Vittoria Puccini sta per tornare al cinema (dal 25 febbraio) con Tiramisù, commedia dolce-amara diretta da Fabio De Luigi. L’attore, alla prima prova come regista, dice di averla scelta per via della sua estrema sensibilità, che le permette di entrare nei personaggi con grande naturalezza, riuscendo a comunicare sentimenti e sensazioni solo con lo sguardo. Qui Vittoria interpreta Aurora, insegnante precaria che ha deciso di fare ripetizioni a casa per stare vicino al marito Antonio, rappresentante di materiale sanitario non particolarmente brillante. Un giorno però le cose cambiano: il piatto forte di lei, un tiramisù dalla ricetta speciale, viene donato a un medico e da lì inizia la scalata al successo del marito, che finisce per perdere di vista le cose importanti della vita.
Ecco cosa ci ha raccontato Vittoria di Tiramisù.

Com’è stato lavorare con Fabio De Luigi in veste di regista?
Noi prima non ci conoscevamo ed è stata una bella scoperta, perché si vede che lui è un artista appassionato, che mette una grande energia in quello che fa. Poi ha un modo sorprendente di costruire le scene comiche e vedere, sul set, come trasformava la sceneggiatura è stata un’esperienza positiva.

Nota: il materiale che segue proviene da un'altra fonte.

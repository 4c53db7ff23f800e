//! `WAIT_TRIGGER` state hooks.
//!
//! Grounded in `original_source/src/dpa/ldo_state_trigger.c`.

use crate::a2a::{alltoall, poll_until_a2a_comp};
use crate::device::Device;
use crate::quota::PollQuota;
use crate::window::MemoryWindow;
use crate::wqe::{ce, format_wod, WodOp, WodSeg};

use super::context::WorkerCtx;

/// Post the all-to-all WQEs, then poll until local sends and the remote
/// completion flag both land. Mirrors `ldo_dev_process_trigger`.
pub fn process_trigger<W: MemoryWindow, D: Device>(
    ctx: &mut WorkerCtx<W, D>,
    quota: &PollQuota,
    hangup: &mut bool,
) {
    let (op_index, op_wraps) = ctx.op_index_and_wraps();

    ctx.net_round_start_cq_idx = ctx.net_cq.idx();

    alltoall(
        &mut ctx.device,
        &mut ctx.net,
        ctx.net_cq.idx(),
        &mut ctx.g_op_sq_pi,
        ctx.cmd.my_rank,
        ctx.cmd.recvbuf_rkey,
        ctx.cmd.recvbuf,
        ctx.cmd.sendbuf_lkey,
        ctx.cmd.sendbuf,
        ctx.cmd.msg_size,
        op_index,
        ctx.dump_fill_mkey,
    );

    let expected_remote_atomic_count = ((op_wraps + 1) as u64) * ((ctx.cmd.nranks - 1) as u64);
    let flag = &ctx.remote_cmp_flags[op_index as usize];

    let done = poll_until_a2a_comp(
        &mut ctx.net_cq,
        &ctx.net.cq_ring,
        flag,
        expected_remote_atomic_count,
        ctx.remote_ranks,
        quota,
    );

    if !done {
        *hangup = true;
    }
}

/// Re-arm the trigger-threshold watcher (inverted "bigger" compare: wake
/// once the host counter is no longer smaller than the threshold). Mirrors
/// `ldo_dev_hangup_trigger`.
pub fn hangup_trigger<W: MemoryWindow, D: Device>(ctx: &mut WorkerCtx<W, D>) {
    format_wod(
        &mut ctx.trig.sq_ring,
        &mut ctx.trig_sq_pi,
        ctx.trig.sq_mask,
        ctx.trig.qpn,
        WodSeg {
            op: WodOp::Bigger,
            inv: true,
            mkey: ctx.cmd.trigger_lkey,
            va: ctx.cmd.trigger_loc,
            data: ctx.cmd.trigger_threshold.swap_bytes(),
            dmask: u64::MAX,
        },
        ce::CQE_ALWAYS,
    );

    ctx.device.memory_writeback();
    ctx.device.ring_sq_db(ctx.trig.qpn, ctx.trig_sq_pi);
    ctx.device.arm_cq(ctx.trig_cq.idx(), ctx.trig.cqn);
}

/// Reap the trigger CQ (armed by the previous state's hangup). Mirrors
/// `ldo_dev_activation_trigger`.
pub fn activation_trigger<W: MemoryWindow, D: Device>(ctx: &mut WorkerCtx<W, D>) {
    super::advance_trig_cq(ctx);
}
//! Completion coordinator: tracks how many workers have finished a given
//! CMDQ slot and publishes the host-visible completion sentinel once the
//! last one does.
//!
//! Grounded in `g_workers_finished` and `ldo_dev_complete_coll` /
//! `ldo_dev_process_a2a_comp` in
//! `original_source/src/dpa/ldo_state_a2a_comp.c`.

use std::sync::atomic::{AtomicU8, Ordering};

use crate::cmd::CMD_COMPLETED;
use crate::window::MemoryWindow;

/// Shared per-CMDQ-slot finished-worker counters. One instance is shared
/// (via `Arc`, in the running system) across every worker thread that
/// services the same command queue.
pub struct Coordinator {
    finished: Vec<AtomicU8>,
}

impl Coordinator {
    /// Create a coordinator with one counter per CMDQ slot, all zeroed.
    pub fn new(cmdq_depth: usize) -> Self {
        Self {
            finished: (0..cmdq_depth).map(|_| AtomicU8::new(0)).collect(),
        }
    }

    /// Record that this worker has finished `cmd_index`. Returns `true` if
    /// this call was the one that brought the slot's count to
    /// `num_workers` (i.e. this worker is the last finisher and must
    /// publish the host completion sentinel) — the counter is reset to
    /// zero in that case so the slot is ready for reuse.
    pub fn mark_finished(&self, cmd_index: usize, num_workers: u8) -> bool {
        let prev = self.finished[cmd_index].fetch_add(1, Ordering::SeqCst);
        if prev == num_workers - 1 {
            self.finished[cmd_index].store(0, Ordering::SeqCst);
            true
        } else {
            false
        }
    }
}

/// Byte offset of the completion-info slot's sentinel field. The slot is a
/// single 8-byte cell per CMDQ entry.
pub const CMD_INFO_SLOT_SIZE: u64 = 8;

/// Publish the host-visible completion: write [`CMD_COMPLETED`] into this
/// collective's command-info slot, then `cmp_count` into the completion
/// region, then fence. Mirrors `ldo_dev_complete_coll`.
pub fn complete_coll<W: MemoryWindow>(
    window: &mut W,
    host_cmd_info_mkey: u32,
    host_cmd_info_addr: u64,
    cmd_index: u64,
    host_cmp_mkey: u32,
    host_cmp_addr: u64,
    cmp_count: u64,
) -> Result<(), W::Error> {
    let cmd_info_addr = host_cmd_info_addr + cmd_index * CMD_INFO_SLOT_SIZE;

    window.configure(host_cmd_info_mkey)?;
    window.raw_write(cmd_info_addr, &CMD_COMPLETED.to_ne_bytes())?;

    window.configure(host_cmp_mkey)?;
    window.raw_write(host_cmp_addr, &cmp_count.to_ne_bytes())?;

    window.writeback()
}

#[cfg(test)]
mod tests {
    use super::*;
    use crate::window::WindowPtr;
    use std::collections::HashMap;

    #[test]
    fn only_the_last_finisher_is_reported() {
        let coord = Coordinator::new(4);
        assert!(!coord.mark_finished(0, 3));
        assert!(!coord.mark_finished(0, 3));
        assert!(coord.mark_finished(0, 3));
    }

    #[test]
    fn counter_resets_after_last_finisher_so_slot_is_reusable() {
        let coord = Coordinator::new(1);
        assert!(!coord.mark_finished(0, 2));
        assert!(coord.mark_finished(0, 2));
        assert!(!coord.mark_finished(0, 2));
    }

    #[test]
    fn slots_are_independent() {
        let coord = Coordinator::new(2);
        assert!(coord.mark_finished(0, 1));
        assert!(!coord.mark_finished(1, 2));
        assert!(coord.mark_finished(1, 2));
    }

    #[derive(Default)]
    struct FakeWindow {
        regions: HashMap<u32, Vec<u8>>,
        configured: Option<u32>,
    }

    #[derive(Debug)]
    struct FakeWindowError;

    impl MemoryWindow for FakeWindow {
        type Error = FakeWindowError;

        fn configure(&mut self, mkey: u32) -> Result<(), Self::Error> {
            self.regions.entry(mkey).or_default();
            self.configured = Some(mkey);
            Ok(())
        }

        fn ptr_acquire(&mut self, addr: u64) -> Result<WindowPtr<'_, Self>, Self::Error> {
            Ok(WindowPtr::new(self, addr))
        }

        fn writeback(&mut self) -> Result<(), Self::Error> {
            Ok(())
        }

        fn raw_read_inv(&mut self, addr: u64, len: usize) -> Result<Vec<u8>, Self::Error> {
            let mkey = self.configured.ok_or(FakeWindowError)?;
            let region = self.regions.get_mut(&mkey).unwrap();
            let start = addr as usize;
            if region.len() < start + len {
                region.resize(start + len, 0);
            }
            Ok(region[start..start + len].to_vec())
        }

        fn raw_write(&mut self, addr: u64, data: &[u8]) -> Result<(), Self::Error> {
            let mkey = self.configured.ok_or(FakeWindowError)?;
            let region = self.regions.get_mut(&mkey).unwrap();
            let start = addr as usize;
            if region.len() < start + data.len() {
                region.resize(start + data.len(), 0);
            }
            region[start..start + data.len()].copy_from_slice(data);
            Ok(())
        }
    }

    #[test]
    fn complete_coll_writes_sentinel_and_cmp_count() {
        let mut window = FakeWindow::default();
        complete_coll(&mut window, 1, 0, 2, 2, 0, 42).unwrap();

        window.configure(1).unwrap();
        let sentinel = window.raw_read_inv(2 * CMD_INFO_SLOT_SIZE, 8).unwrap();
        assert_eq!(u64::from_ne_bytes(sentinel.try_into().unwrap()), CMD_COMPLETED);

        window.configure(2).unwrap();
        let cmp = window.raw_read_inv(0, 8).unwrap();
        assert_eq!(u64::from_ne_bytes(cmp.try_into().unwrap()), 42);
    }
}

Siamo abituarti a vederti in ruoli drammatici, mentre con Tiramisù ti sei confrontata con un registro più leggero. Ti piace la commedia?
Mi diverto molto a fare le commedie e quindi sono felice che Fabio mi abbia dato questa opportunità, anche perché il personaggio di Aurora è ironico ma anche romantico. È bello vedere che qualcuno investe in te: mi piace sperimentare, mettermi alla prova accettando nuove sfide. Certo, questo non significa che io non sia legata ai ruoli drammatici che ho interpretato in passato.

Ora una curiosità: la ricetta del tiramisù di Aurora è tua?
A dire la verità no: in realtà mi piace cucinare, ma i dolci non sono il mio forte. Poi bisogna dire che gli ingredienti per quel tiramisù sono piuttosto alternativi, quindi non so se in realt verrebbe davvero così buono come nel film!